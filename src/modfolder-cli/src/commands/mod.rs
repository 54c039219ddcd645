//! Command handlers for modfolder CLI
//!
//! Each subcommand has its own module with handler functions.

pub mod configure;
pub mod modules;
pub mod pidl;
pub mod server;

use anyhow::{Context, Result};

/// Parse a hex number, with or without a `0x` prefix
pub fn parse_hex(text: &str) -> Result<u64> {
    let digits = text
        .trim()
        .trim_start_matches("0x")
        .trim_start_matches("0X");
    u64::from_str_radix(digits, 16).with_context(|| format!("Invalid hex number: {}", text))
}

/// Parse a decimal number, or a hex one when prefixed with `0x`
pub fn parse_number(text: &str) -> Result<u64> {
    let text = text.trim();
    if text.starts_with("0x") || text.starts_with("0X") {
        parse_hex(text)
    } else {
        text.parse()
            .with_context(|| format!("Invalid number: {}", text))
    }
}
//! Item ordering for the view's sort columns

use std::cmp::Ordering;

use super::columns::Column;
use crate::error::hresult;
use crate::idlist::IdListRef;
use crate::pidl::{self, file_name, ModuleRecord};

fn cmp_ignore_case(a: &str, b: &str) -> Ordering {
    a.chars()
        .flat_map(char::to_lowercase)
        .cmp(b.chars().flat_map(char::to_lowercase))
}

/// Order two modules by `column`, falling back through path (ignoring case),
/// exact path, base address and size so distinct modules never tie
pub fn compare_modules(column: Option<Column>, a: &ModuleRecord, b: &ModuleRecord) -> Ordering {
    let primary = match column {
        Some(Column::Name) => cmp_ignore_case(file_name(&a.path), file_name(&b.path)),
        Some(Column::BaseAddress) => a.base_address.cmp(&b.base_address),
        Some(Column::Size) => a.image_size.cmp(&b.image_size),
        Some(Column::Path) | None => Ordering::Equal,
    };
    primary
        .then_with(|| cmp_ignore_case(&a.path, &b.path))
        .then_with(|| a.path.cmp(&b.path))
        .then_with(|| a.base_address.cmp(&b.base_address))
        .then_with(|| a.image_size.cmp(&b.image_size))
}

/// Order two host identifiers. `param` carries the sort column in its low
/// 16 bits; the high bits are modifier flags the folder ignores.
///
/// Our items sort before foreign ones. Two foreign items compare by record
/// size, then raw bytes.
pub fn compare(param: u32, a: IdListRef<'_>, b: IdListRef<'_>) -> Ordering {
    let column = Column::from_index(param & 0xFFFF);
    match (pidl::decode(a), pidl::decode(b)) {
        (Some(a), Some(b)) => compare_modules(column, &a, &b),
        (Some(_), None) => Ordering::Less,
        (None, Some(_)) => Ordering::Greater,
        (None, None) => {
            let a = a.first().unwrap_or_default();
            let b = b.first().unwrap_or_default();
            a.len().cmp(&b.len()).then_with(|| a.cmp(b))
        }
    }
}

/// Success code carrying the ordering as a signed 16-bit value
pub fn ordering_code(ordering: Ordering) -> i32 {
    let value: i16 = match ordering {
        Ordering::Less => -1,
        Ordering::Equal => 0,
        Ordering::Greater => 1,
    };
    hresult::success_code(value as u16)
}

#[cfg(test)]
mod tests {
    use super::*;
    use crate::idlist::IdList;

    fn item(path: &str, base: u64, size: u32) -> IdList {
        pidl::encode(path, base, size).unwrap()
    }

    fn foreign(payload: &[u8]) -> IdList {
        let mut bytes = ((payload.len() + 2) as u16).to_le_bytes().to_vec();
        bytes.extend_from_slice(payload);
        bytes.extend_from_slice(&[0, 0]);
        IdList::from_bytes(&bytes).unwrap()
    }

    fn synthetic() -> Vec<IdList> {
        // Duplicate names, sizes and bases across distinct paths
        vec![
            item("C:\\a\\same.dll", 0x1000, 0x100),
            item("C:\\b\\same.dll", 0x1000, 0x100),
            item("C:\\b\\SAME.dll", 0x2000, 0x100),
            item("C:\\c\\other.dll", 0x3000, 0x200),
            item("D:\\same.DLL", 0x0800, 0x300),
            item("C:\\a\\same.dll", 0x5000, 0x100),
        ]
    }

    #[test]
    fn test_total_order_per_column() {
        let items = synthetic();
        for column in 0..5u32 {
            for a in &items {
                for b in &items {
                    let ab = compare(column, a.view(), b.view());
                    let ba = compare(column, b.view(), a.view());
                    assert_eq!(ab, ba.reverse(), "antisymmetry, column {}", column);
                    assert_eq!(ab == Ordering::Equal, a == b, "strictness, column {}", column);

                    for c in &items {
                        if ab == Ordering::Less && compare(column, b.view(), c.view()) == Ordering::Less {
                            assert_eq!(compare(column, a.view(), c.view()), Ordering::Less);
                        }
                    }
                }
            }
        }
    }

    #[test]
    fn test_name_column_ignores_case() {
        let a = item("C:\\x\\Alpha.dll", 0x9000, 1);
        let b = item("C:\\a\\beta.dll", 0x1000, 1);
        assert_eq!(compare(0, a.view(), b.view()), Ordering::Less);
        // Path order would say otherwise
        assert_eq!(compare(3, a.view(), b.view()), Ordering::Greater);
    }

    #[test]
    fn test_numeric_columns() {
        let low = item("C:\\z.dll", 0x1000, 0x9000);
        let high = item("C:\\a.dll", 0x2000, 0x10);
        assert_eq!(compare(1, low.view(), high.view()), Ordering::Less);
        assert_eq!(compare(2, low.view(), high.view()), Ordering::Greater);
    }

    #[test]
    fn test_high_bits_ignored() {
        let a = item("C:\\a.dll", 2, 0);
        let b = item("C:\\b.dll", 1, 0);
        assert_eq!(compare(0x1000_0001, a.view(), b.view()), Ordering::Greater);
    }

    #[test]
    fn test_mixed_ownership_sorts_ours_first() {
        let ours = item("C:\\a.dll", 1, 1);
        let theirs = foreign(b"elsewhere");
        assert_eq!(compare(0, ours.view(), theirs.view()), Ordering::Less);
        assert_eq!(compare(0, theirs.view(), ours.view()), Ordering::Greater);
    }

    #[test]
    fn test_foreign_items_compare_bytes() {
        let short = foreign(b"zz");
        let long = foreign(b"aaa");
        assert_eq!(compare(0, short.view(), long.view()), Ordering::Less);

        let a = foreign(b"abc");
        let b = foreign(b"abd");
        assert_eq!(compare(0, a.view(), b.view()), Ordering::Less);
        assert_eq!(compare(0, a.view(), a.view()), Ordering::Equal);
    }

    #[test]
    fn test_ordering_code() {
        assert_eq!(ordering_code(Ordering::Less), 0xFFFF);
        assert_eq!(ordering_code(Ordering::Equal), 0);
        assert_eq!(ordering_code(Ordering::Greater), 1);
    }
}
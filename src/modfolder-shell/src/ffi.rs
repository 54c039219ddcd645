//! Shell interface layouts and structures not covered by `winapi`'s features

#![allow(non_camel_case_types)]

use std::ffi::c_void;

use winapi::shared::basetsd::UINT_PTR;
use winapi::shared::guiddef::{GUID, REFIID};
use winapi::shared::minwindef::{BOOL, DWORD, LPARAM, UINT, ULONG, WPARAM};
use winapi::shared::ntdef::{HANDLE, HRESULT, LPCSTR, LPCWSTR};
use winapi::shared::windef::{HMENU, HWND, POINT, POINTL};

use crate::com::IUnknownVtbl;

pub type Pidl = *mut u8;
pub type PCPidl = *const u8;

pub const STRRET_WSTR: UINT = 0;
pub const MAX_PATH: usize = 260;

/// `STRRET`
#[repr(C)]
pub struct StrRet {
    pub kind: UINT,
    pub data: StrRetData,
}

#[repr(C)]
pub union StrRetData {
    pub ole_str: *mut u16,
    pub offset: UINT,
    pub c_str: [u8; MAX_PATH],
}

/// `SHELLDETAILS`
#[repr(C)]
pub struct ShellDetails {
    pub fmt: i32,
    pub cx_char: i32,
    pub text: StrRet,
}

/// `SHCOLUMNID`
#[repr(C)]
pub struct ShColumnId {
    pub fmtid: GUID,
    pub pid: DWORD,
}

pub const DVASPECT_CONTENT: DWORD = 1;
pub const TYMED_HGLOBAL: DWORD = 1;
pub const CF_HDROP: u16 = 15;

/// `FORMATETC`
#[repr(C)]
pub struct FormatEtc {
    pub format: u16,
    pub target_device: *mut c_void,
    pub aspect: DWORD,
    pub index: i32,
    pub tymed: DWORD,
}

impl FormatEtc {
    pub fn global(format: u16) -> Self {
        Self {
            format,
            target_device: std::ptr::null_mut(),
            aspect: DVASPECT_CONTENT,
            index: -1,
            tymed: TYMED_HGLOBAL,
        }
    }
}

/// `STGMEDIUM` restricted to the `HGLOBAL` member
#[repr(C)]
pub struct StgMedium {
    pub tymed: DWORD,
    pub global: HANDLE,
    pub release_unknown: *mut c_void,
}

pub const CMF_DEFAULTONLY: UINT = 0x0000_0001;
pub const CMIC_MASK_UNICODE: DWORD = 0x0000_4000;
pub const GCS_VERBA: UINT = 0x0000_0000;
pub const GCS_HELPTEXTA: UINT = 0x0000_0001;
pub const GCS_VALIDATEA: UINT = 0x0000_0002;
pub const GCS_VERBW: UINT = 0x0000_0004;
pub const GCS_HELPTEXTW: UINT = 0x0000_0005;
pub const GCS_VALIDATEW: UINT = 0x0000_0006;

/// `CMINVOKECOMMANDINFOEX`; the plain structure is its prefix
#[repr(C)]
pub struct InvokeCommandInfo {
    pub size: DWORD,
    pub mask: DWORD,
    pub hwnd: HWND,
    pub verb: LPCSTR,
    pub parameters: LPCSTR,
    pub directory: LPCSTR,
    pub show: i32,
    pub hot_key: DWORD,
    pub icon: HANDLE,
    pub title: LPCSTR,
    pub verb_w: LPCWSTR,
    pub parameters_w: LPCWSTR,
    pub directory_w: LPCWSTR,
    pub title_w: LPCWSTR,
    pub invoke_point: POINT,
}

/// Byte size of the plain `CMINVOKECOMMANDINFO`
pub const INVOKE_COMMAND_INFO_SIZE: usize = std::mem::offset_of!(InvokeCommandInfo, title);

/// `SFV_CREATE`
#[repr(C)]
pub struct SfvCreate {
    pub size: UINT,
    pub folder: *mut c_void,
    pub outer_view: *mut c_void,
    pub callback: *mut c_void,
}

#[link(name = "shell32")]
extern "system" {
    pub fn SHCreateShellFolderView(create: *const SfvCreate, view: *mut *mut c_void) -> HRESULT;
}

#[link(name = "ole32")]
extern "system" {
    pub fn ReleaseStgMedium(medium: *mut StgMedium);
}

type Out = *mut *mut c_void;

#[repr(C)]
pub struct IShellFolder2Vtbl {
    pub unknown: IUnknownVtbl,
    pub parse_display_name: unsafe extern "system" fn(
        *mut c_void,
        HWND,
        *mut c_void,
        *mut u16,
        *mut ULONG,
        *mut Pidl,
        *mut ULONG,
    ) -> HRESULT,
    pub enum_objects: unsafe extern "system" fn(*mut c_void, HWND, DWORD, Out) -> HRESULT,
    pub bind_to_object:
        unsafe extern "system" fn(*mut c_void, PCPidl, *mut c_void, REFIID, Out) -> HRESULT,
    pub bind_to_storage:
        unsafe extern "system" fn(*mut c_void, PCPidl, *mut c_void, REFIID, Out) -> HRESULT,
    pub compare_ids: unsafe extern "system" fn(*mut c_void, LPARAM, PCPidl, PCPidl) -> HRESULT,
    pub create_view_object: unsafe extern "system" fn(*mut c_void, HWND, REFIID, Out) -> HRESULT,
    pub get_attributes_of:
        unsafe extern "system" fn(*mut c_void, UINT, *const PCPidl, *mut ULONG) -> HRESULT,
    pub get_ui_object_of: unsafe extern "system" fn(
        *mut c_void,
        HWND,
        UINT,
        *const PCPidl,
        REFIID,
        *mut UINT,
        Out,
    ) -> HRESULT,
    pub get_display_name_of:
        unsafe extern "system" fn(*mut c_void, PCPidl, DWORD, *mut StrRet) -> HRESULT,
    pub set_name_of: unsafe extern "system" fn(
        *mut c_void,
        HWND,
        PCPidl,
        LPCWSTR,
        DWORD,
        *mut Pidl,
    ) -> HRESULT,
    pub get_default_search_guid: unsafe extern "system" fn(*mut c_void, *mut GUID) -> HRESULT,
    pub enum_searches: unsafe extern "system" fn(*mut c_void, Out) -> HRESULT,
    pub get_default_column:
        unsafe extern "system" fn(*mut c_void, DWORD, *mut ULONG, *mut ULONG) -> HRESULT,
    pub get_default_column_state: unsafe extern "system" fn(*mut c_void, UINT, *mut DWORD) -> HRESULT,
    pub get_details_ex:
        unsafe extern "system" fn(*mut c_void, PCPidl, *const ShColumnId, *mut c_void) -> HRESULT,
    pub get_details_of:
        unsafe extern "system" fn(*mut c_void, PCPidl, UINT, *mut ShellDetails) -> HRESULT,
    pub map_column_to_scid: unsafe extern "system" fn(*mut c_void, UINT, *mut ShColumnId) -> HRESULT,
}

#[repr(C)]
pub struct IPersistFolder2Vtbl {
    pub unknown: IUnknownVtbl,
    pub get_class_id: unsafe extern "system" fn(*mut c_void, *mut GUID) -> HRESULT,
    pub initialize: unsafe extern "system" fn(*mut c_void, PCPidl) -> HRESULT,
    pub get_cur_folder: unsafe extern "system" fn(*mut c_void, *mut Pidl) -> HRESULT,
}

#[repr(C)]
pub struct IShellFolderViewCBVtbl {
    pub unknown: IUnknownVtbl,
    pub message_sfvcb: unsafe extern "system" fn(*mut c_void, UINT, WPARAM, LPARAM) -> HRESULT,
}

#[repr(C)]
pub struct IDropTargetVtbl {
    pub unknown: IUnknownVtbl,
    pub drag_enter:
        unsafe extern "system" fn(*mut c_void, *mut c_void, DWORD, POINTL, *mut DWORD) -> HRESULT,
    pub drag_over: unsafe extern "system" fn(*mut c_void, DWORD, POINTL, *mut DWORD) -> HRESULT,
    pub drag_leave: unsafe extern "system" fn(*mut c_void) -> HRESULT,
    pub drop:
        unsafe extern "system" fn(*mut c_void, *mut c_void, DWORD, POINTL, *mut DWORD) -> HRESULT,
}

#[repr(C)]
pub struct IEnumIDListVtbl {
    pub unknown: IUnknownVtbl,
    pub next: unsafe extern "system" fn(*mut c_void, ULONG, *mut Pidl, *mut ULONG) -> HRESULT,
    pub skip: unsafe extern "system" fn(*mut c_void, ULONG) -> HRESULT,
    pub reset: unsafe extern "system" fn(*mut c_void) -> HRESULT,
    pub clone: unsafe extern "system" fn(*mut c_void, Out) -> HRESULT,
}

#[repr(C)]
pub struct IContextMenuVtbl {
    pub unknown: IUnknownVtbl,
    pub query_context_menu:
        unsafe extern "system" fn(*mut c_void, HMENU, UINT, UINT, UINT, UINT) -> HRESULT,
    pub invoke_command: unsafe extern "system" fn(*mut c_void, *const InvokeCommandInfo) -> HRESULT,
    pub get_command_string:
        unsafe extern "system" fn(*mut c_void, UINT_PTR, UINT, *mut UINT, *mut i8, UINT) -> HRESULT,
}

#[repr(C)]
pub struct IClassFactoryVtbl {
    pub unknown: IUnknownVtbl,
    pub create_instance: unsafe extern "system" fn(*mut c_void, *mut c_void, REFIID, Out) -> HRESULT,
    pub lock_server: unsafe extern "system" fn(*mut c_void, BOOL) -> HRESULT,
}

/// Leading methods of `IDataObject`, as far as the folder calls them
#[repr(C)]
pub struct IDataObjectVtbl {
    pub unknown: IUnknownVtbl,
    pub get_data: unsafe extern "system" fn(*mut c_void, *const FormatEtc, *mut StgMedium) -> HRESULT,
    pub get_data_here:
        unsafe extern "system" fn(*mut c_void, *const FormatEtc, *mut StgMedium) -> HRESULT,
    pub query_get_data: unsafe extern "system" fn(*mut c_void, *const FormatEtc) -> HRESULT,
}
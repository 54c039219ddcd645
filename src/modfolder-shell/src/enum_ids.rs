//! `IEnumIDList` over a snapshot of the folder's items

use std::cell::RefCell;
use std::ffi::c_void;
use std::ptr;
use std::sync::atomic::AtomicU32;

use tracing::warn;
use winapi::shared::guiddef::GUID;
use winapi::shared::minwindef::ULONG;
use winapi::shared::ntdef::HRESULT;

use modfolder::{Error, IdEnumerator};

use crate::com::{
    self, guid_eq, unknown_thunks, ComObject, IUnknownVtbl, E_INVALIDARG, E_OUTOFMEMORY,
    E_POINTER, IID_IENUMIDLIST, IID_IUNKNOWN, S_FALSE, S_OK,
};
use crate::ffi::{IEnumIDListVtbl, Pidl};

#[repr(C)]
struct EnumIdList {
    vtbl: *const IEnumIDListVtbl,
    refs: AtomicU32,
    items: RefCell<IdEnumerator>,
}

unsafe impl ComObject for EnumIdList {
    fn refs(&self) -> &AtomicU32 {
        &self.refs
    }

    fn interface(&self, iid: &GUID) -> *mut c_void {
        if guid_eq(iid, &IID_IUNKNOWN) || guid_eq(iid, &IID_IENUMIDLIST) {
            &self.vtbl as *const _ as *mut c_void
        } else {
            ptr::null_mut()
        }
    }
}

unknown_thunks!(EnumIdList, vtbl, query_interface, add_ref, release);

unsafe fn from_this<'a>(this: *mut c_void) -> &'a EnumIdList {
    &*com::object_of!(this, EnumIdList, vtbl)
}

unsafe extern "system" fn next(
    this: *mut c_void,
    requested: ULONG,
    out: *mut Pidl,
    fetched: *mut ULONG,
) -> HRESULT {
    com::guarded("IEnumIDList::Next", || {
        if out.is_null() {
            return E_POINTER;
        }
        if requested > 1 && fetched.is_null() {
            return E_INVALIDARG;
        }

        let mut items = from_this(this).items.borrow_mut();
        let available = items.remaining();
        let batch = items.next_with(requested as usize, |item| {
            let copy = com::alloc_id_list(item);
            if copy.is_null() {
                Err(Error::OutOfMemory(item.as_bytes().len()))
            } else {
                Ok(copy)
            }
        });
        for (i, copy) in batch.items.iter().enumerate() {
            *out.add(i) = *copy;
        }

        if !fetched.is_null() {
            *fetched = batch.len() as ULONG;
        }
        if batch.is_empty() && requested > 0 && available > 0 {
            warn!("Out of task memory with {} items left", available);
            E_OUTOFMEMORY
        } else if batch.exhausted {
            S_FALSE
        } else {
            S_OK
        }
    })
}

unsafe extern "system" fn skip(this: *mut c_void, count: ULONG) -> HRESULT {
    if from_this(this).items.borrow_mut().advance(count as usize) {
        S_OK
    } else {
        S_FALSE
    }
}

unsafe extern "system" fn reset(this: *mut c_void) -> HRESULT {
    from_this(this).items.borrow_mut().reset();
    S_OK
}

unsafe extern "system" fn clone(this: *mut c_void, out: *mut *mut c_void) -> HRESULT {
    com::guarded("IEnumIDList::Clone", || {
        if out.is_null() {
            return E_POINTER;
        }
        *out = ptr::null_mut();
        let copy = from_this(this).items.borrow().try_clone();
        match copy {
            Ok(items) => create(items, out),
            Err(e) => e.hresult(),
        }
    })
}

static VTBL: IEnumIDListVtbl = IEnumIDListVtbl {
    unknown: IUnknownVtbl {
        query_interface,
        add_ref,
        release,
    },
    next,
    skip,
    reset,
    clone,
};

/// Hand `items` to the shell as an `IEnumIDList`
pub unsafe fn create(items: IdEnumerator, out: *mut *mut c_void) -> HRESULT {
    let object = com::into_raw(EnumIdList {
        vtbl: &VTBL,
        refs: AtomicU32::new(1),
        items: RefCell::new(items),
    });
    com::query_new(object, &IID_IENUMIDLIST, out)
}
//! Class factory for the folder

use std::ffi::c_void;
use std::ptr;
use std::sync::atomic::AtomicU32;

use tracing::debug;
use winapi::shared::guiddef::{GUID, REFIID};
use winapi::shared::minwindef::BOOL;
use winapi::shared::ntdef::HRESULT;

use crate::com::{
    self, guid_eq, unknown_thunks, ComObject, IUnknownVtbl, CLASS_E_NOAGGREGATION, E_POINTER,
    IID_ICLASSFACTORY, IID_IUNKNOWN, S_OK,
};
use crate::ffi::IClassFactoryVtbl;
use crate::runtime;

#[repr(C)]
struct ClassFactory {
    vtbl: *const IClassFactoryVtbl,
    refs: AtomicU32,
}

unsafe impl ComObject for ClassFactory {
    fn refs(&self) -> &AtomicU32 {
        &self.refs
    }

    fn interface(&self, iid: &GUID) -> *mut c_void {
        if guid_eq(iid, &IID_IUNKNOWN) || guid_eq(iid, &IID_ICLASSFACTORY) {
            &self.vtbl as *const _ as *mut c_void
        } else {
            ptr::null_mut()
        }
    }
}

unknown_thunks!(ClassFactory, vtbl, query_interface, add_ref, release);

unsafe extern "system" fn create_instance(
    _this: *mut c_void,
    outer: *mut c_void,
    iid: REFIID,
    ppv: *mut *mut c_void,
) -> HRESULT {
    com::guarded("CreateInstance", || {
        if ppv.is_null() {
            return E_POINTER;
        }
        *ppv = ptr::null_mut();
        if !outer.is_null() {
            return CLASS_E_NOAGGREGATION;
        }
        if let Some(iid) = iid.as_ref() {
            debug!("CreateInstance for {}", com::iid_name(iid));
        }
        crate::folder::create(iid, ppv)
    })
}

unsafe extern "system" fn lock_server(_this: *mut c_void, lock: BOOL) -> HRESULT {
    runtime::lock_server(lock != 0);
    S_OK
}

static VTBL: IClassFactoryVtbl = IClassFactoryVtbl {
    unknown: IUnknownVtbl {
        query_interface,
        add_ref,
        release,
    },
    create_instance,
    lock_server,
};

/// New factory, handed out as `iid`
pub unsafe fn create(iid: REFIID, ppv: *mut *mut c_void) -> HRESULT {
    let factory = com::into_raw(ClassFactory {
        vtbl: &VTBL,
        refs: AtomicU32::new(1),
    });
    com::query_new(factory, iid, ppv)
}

● ● ●

- _WHAT TO WORK ON_:
Reproduce verbatim only this range: the first line of the material through the line that contains "pub mod server;", inclusive.

- _PROBLEM SOLUTION_:
filename src/modfolder-cli/src/commands/mod.rs
repository 54c039219ddcd645
//! Command handlers for modfolder CLI
//!
//! Each subcommand has its own module with handler functions.

pub mod configure;
pub mod modules;
pub mod pidl;
pub mod server;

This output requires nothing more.